● **Exercise prompt**: Whenever a line contains the string "match", copy it out of the entries.

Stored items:
+ + + + + + +

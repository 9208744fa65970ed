use log::debug;
use mkt_common::{Money, Rate};
use sqlx::SqliteConnection;

use crate::{
    commission::{SellerRateInputs, MAX_CATEGORY_DEPTH},
    db_types::{Category, NewCategory, NewPayee, NewProduct, Payee, PayeeType, Product},
    traits::MarketplaceError,
};

fn payee_table(payee_type: PayeeType) -> &'static str {
    match payee_type {
        PayeeType::Seller => "sellers",
        PayeeType::DeliveryAgent => "delivery_agents",
    }
}

pub(crate) fn payee_not_found(payee_type: PayeeType, payee_id: i64) -> MarketplaceError {
    match payee_type {
        PayeeType::Seller => MarketplaceError::SellerNotFound(payee_id),
        PayeeType::DeliveryAgent => MarketplaceError::DeliveryAgentNotFound(payee_id),
    }
}

fn payee_columns(payee_type: PayeeType) -> String {
    format!("id, '{payee_type}' AS payee_type, name, commission_rate, balance, created_at, updated_at")
}

pub async fn insert_payee(
    payee_type: PayeeType,
    payee: NewPayee,
    conn: &mut SqliteConnection,
) -> Result<Payee, sqlx::Error> {
    let sql = format!(
        "INSERT INTO {} (name, commission_rate) VALUES ($1, $2) RETURNING {};",
        payee_table(payee_type),
        payee_columns(payee_type)
    );
    let payee: Payee = sqlx::query_as(&sql).bind(payee.name).bind(payee.commission_rate).fetch_one(conn).await?;
    debug!("🗃️ {} {} [{}] created", payee.payee_type, payee.id, payee.name);
    Ok(payee)
}

pub async fn fetch_payee(
    payee_type: PayeeType,
    payee_id: i64,
    conn: &mut SqliteConnection,
) -> Result<Option<Payee>, sqlx::Error> {
    let sql = format!("SELECT {} FROM {} WHERE id = $1", payee_columns(payee_type), payee_table(payee_type));
    let payee = sqlx::query_as(&sql).bind(payee_id).fetch_optional(conn).await?;
    Ok(payee)
}

pub async fn update_payee_rate(
    payee_type: PayeeType,
    payee_id: i64,
    rate: Option<Rate>,
    conn: &mut SqliteConnection,
) -> Result<Option<Payee>, sqlx::Error> {
    let sql = format!(
        "UPDATE {} SET commission_rate = $1, updated_at = CURRENT_TIMESTAMP WHERE id = $2 RETURNING {};",
        payee_table(payee_type),
        payee_columns(payee_type)
    );
    let payee = sqlx::query_as(&sql).bind(rate).bind(payee_id).fetch_optional(conn).await?;
    Ok(payee)
}

/// Overwrites the cached balance. Only balance reconciliation should call this.
pub async fn overwrite_balance(
    payee_type: PayeeType,
    payee_id: i64,
    balance: Money,
    conn: &mut SqliteConnection,
) -> Result<(), sqlx::Error> {
    let sql =
        format!("UPDATE {} SET balance = $1, updated_at = CURRENT_TIMESTAMP WHERE id = $2", payee_table(payee_type));
    sqlx::query(&sql).bind(balance).bind(payee_id).execute(conn).await?;
    Ok(())
}

pub async fn insert_category(category: NewCategory, conn: &mut SqliteConnection) -> Result<Category, MarketplaceError> {
    if let Some(parent_id) = category.parent_id {
        fetch_category(parent_id, conn).await?.ok_or(MarketplaceError::CategoryNotFound(parent_id))?;
    }
    let category = sqlx::query_as(
        "INSERT INTO categories (name, parent_id, commission_rate) VALUES ($1, $2, $3) RETURNING *;",
    )
    .bind(category.name)
    .bind(category.parent_id)
    .bind(category.commission_rate)
    .fetch_one(conn)
    .await?;
    Ok(category)
}

pub async fn fetch_category(category_id: i64, conn: &mut SqliteConnection) -> Result<Option<Category>, sqlx::Error> {
    let category =
        sqlx::query_as("SELECT * FROM categories WHERE id = $1").bind(category_id).fetch_optional(conn).await?;
    Ok(category)
}

pub async fn update_category_rate(
    category_id: i64,
    rate: Option<Rate>,
    conn: &mut SqliteConnection,
) -> Result<Option<Category>, sqlx::Error> {
    let category = sqlx::query_as("UPDATE categories SET commission_rate = $1 WHERE id = $2 RETURNING *;")
        .bind(rate)
        .bind(category_id)
        .fetch_optional(conn)
        .await?;
    Ok(category)
}

/// The category and all of its ancestors, narrowest first. Empty if the category does not exist.
pub async fn fetch_category_chain(
    category_id: i64,
    conn: &mut SqliteConnection,
) -> Result<Vec<Category>, sqlx::Error> {
    let chain = sqlx::query_as(
        r#"
        WITH RECURSIVE chain(id, name, parent_id, commission_rate, depth) AS (
            SELECT id, name, parent_id, commission_rate, 0 FROM categories WHERE id = $1
            UNION ALL
            SELECT c.id, c.name, c.parent_id, c.commission_rate, chain.depth + 1
            FROM categories c JOIN chain ON c.id = chain.parent_id
            WHERE chain.depth + 1 < $2
        )
        SELECT id, name, parent_id, commission_rate FROM chain ORDER BY depth;
        "#,
    )
    .bind(category_id)
    .bind(MAX_CATEGORY_DEPTH as i64)
    .fetch_all(conn)
    .await?;
    Ok(chain)
}

/// Inserts the product and an inventory record holding its initial stock. Not atomic on its own.
pub async fn insert_product(product: NewProduct, conn: &mut SqliteConnection) -> Result<Product, MarketplaceError> {
    if product.initial_stock < 0 {
        return Err(MarketplaceError::QueryError("Initial stock cannot be negative".into()));
    }
    fetch_payee(PayeeType::Seller, product.seller_id, conn)
        .await?
        .ok_or(MarketplaceError::SellerNotFound(product.seller_id))?;
    if let Some(category_id) = product.category_id {
        fetch_category(category_id, conn).await?.ok_or(MarketplaceError::CategoryNotFound(category_id))?;
    }
    let result: Product = sqlx::query_as(
        "INSERT INTO products (sku, name, category_id, seller_id) VALUES ($1, $2, $3, $4) RETURNING *;",
    )
    .bind(&product.sku)
    .bind(&product.name)
    .bind(product.category_id)
    .bind(product.seller_id)
    .fetch_one(&mut *conn)
    .await
    .map_err(|e| match e {
        sqlx::Error::Database(ref err) if err.is_unique_violation() => {
            MarketplaceError::QueryError(format!("A product with SKU {} already exists", product.sku))
        },
        e => e.into(),
    })?;
    sqlx::query("INSERT INTO inventory (product_id, current_stock, reserved_stock) VALUES ($1, $2, 0)")
        .bind(result.id)
        .bind(product.initial_stock)
        .execute(&mut *conn)
        .await?;
    debug!("🗃️ Product {} [{}] created with {} in stock", result.id, result.sku, product.initial_stock);
    Ok(result)
}

pub async fn fetch_product(product_id: i64, conn: &mut SqliteConnection) -> Result<Option<Product>, sqlx::Error> {
    let product =
        sqlx::query_as("SELECT * FROM products WHERE id = $1").bind(product_id).fetch_optional(conn).await?;
    Ok(product)
}

/// Collects everything the seller rate resolver needs for this product and seller.
pub async fn fetch_seller_rate_inputs(
    product_id: i64,
    seller_id: i64,
    conn: &mut SqliteConnection,
) -> Result<SellerRateInputs, MarketplaceError> {
    let seller =
        fetch_payee(PayeeType::Seller, seller_id, conn).await?.ok_or(MarketplaceError::SellerNotFound(seller_id))?;
    let product = fetch_product(product_id, conn).await?.ok_or(MarketplaceError::ProductNotFound(product_id))?;
    let category_chain = match product.category_id {
        Some(category_id) => fetch_category_chain(category_id, conn).await?,
        None => vec![],
    };
    Ok(SellerRateInputs { seller_id, seller_rate: seller.commission_rate, category_chain })
}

+ + + + + + +

● **Your response**:
    match payee_type {
    match payee_type {
    .map_err(|e| match e {
    let category_chain = match product.category_id {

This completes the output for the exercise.